According to the 2015 DGA, eggs fit within the Healthy U.S.-style, Healthy Mediterranean-style and Healthy Vegetarian-style diets. One egg is packed with nutrients — it can have varying amounts 13 essential vitamins and minerals with high-quality protein and the antioxidants lutein and zeaxanthin. Eggs are only 70 calories each and are a good source for vitamin D; the vitamin is a necessity for building strong bones.
Eggs have several other health benefits according to James McIntosh with Medical News Today in addition to the ones already listed.
Protein found within the eggs keeps the body’s muscles working while slowing the rate of muscle loss.
There are vitamins and minerals found in eggs that help brain cells, the nervous system, memory and metabolism function regularly.
Eggs contain vitamins and minerals that help produce energy in cells for the body.
Vitamins such as A, B12 and selenium — which are all found in eggs — help keep the immune system healthy.
Lower risk of heart disease
Consuming eggs will help keep the immune system healthy. If the immune system is healthy, then the risk of heart disease is lowered. Choline is important because it helps break down the amino acid called homocysteine, which is linked to heart disease.
Healthy baby development during pregnancy
The nutrients found in eggs helps prevent birth defects such as spina bifida in babies during development.
Lutein, zeaxanthin and other vitamins promote healthy vision. The nutrients also help prevent macular degeneration, which is an eye condition that is the leading cause of age-related blindness.
Weight loss and maintenance
According to researchers, the protein found in eggs can help people stay energized and fuller for longer. The feeling of fullness helps prevent unhealthy and unnecessary snacking.
Certain vitamins and minerals found in eggs can help promote healthy skin and prevent the breakdown of body tissue.
Eggs have minerals and nutrients that are essential to a healthy and balanced diet. Here is a list of nutrients and vitamins that can be found in eggs.
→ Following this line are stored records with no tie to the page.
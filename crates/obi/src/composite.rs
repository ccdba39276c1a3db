//! Composite codecs: vectors, structs, strings and bytes.
//!
//! Every variable-size value is preceded by a 4-byte big-endian length
//! ([LENGTH_PREFIX_BYTES]): an item count for vectors, a byte count for
//! strings and bytes. Structs have no prefix; their fields follow each other
//! in schema order.

use std::{collections::BTreeMap, fmt};

use crate::{
    codec::Codec,
    errors::{DecodeError, EncodeError, SchemaError},
    integer::IntegerCodec,
    uint::U256,
    value::Value,
};

const LENGTH_PREFIX: IntegerCodec = IntegerCodec::U32;

/// Size of every length prefix on the wire.
pub const LENGTH_PREFIX_BYTES: usize = LENGTH_PREFIX.width_bytes();

fn encode_len(len: usize, out: &mut Vec<u8>) -> Result<(), EncodeError> {
    let len32 = u32::try_from(len).map_err(|_| EncodeError::LengthOverflow { len })?;
    out.reserve(LENGTH_PREFIX_BYTES + len);
    LENGTH_PREFIX.encode_into(&U256::from(len32), out)
}

fn decode_len(data: &[u8]) -> Result<(usize, &[u8]), DecodeError> {
    let (len, rest) = LENGTH_PREFIX.decode(data)?;
    let len = usize::try_from(len).map_err(|_| DecodeError::LengthOverflow { len })?;
    Ok((len, rest))
}

/// Splits off `len` bytes after a length prefix has been read.
fn take(data: &[u8], len: usize) -> Result<(&[u8], &[u8]), DecodeError> {
    if data.len() < len {
        return Err(DecodeError::NotEnoughBytes {
            expected: len,
            actual: data.len(),
        });
    }

    Ok(data.split_at(len))
}

/// `[T]`: item count followed by each item.
#[derive(Debug, Clone, PartialEq, Eq)]
pub struct VectorCodec {
    item: Box<Codec>,
}

impl VectorCodec {
    pub fn new(item: Codec) -> Self {
        VectorCodec {
            item: Box::new(item),
        }
    }

    pub fn item(&self) -> &Codec {
        &self.item
    }

    /// Item failures are returned unchanged.
    pub fn encode_into(&self, items: &[Value], out: &mut Vec<u8>) -> Result<(), EncodeError> {
        encode_len(items.len(), out)?;
        for item in items {
            self.item.encode_into(item, out)?;
        }

        Ok(())
    }

    pub fn decode<'a>(&self, data: &'a [u8]) -> Result<(Vec<Value>, &'a [u8]), DecodeError> {
        let (len, mut rest) = decode_len(data)?;

        // Every item takes at least one byte, so a forged length cannot
        // reserve more than the input could hold.
        let mut items = Vec::with_capacity(len.min(rest.len()));
        for _ in 0..len {
            let (item, next) = self.item.decode(rest)?;
            items.push(item);
            rest = next;
        }

        Ok((items, rest))
    }
}

impl fmt::Display for VectorCodec {
    fn fmt(&self, f: &mut fmt::Formatter<'_>) -> fmt::Result {
        write!(f, "[{}]", self.item)
    }
}

/// One named member of a [StructCodec].
#[derive(Debug, Clone, PartialEq, Eq)]
pub struct Field {
    pub key: String,
    pub codec: Codec,
}

impl Field {
    pub fn new(key: impl Into<String>, codec: Codec) -> Self {
        Field {
            key: key.into(),
            codec,
        }
    }
}

/// `{k:T,...}`: fields encoded back to back in declaration order.
///
/// Keys are not checked for duplicates. When a key repeats, both fields are
/// encoded from the same map entry and the later one wins on decode.
#[derive(Debug, Clone, PartialEq, Eq)]
pub struct StructCodec {
    fields: Vec<Field>,
}

impl StructCodec {
    pub fn new(fields: Vec<Field>) -> Result<Self, SchemaError> {
        if fields.is_empty() {
            return Err(SchemaError::EmptyStruct);
        }

        Ok(StructCodec { fields })
    }

    pub fn fields(&self) -> &[Field] {
        &self.fields
    }

    pub fn encode_into(
        &self,
        value: &BTreeMap<String, Value>,
        out: &mut Vec<u8>,
    ) -> Result<(), EncodeError> {
        for field in &self.fields {
            let item = value.get(&field.key).ok_or_else(|| EncodeError::MissingField {
                key: field.key.clone(),
            })?;

            field
                .codec
                .encode_into(item, out)
                .map_err(|source| EncodeError::Field {
                    key: field.key.clone(),
                    source: Box::new(source),
                })?;
        }

        Ok(())
    }

    pub fn decode<'a>(
        &self,
        data: &'a [u8],
    ) -> Result<(BTreeMap<String, Value>, &'a [u8]), DecodeError> {
        let mut map = BTreeMap::new();
        let mut rest = data;

        for field in &self.fields {
            let (value, next) = field
                .codec
                .decode(rest)
                .map_err(|source| DecodeError::Field {
                    key: field.key.clone(),
                    source: Box::new(source),
                })?;
            map.insert(field.key.clone(), value);
            rest = next;
        }

        Ok((map, rest))
    }
}

impl fmt::Display for StructCodec {
    fn fmt(&self, f: &mut fmt::Formatter<'_>) -> fmt::Result {
        f.write_str("{")?;
        for (i, field) in self.fields.iter().enumerate() {
            if i > 0 {
                f.write_str(",")?;
            }
            write!(f, "{}:{}", field.key, field.codec)?;
        }
        f.write_str("}")
    }
}

/// UTF-8 text with a byte-length prefix. Invalid UTF-8 fails to decode.
#[derive(Debug, Clone, Copy, PartialEq, Eq, Hash, Default)]
pub struct StringCodec;

impl StringCodec {
    pub fn encode_into(&self, value: &str, out: &mut Vec<u8>) -> Result<(), EncodeError> {
        encode_len(value.len(), out)?;
        out.extend_from_slice(value.as_bytes());
        Ok(())
    }

    pub fn decode<'a>(&self, data: &'a [u8]) -> Result<(&'a str, &'a [u8]), DecodeError> {
        let (len, rest) = decode_len(data)?;
        let (raw, rest) = take(rest, len)?;
        let text = std::str::from_utf8(raw).map_err(|source| DecodeError::InvalidUtf8 { source })?;
        Ok((text, rest))
    }
}

impl fmt::Display for StringCodec {
    fn fmt(&self, f: &mut fmt::Formatter<'_>) -> fmt::Result {
        f.write_str("string")
    }
}

/// Opaque bytes with a length prefix.
#[derive(Debug, Clone, Copy, PartialEq, Eq, Hash, Default)]
pub struct BytesCodec;

impl BytesCodec {
    pub fn encode_into(&self, value: &[u8], out: &mut Vec<u8>) -> Result<(), EncodeError> {
        encode_len(value.len(), out)?;
        out.extend_from_slice(value);
        Ok(())
    }

    pub fn decode<'a>(&self, data: &'a [u8]) -> Result<(&'a [u8], &'a [u8]), DecodeError> {
        let (len, rest) = decode_len(data)?;
        take(rest, len)
    }
}

impl fmt::Display for BytesCodec {
    fn fmt(&self, f: &mut fmt::Formatter<'_>) -> fmt::Result {
        f.write_str("bytes")
    }
}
This vitamin helps maintain the skin, the immune system and vision.
Vitamin B2 (Riboflavin)
Riboflavin, more commonly known as B2, helps with energy metabolism, red blood cells, the nervous system and vision.
Vitamin B12 is similar to B2 in regards to its function.
Vitamin B5 (pantothenic acid)
B5, or pantothenic acid, helps with mental functioning and energy metabolism.
This vitamin is widely known; it keeps bones and teeth strong while aiding in the absorption of calcium.
Vitamin E is vital to the reproductive and nervous system while keeping muscles healthy.
Biotin assists in energy metabolism and helps maintain skin, hair and the immune system.
Choline was mentioned earlier in the article; it helps break down homocysteine but Choline also assists in fat metabolism and liver function.
This vitamin is essential during pregnancy because it aids in blood formation and tissue growth.
Iodine is important to the thyroid gland function as well as the nervous system.
Iron helps transport oxygen through the body and assists in the production of red blood cells.
Lutein and zeaxanthin
As stated previously, lutein and zeaxanthin are essential vitamins for maintaining healthy vision and protecting against age-related blindness.
Like vitamin D, phosphorus helps maintain strong bones and teeth. In addition, phosphorus aids in energy metabolism.
Protein is vital because it builds and maintains muscles, organs, skin and tissue. It also produces antibodies, enzymes and hormones.
Selenium helps maintain the immune system, aid in thyroid gland function and protect cells from oxidative damage.
According to NCC, the consumption of a whole egg “may have a positive effect on the function and composition of HDL cholesterol in adults with metabolic syndrome.” Eating three eggs a day will help keep HDL low in triacylglycerol and higher in phosphatidylethanolamine, a component found in yolks.
“Taken together with previously established benefits of egg intake on HDL profiles, these findings further support the notion that eggs serve as a functional food to reduce cardiovascular disease risk in individuals with metabolic syndrome,” Catherine Andersen, lead study author and Ph.D. candidate at the University of Connecticut said in a press release.
In short, researchers are encouraging people to eat at least one egg a day. Incorporate eggs into a healthy, daily diet by frying, hard cooking, poaching, scrambling or baking.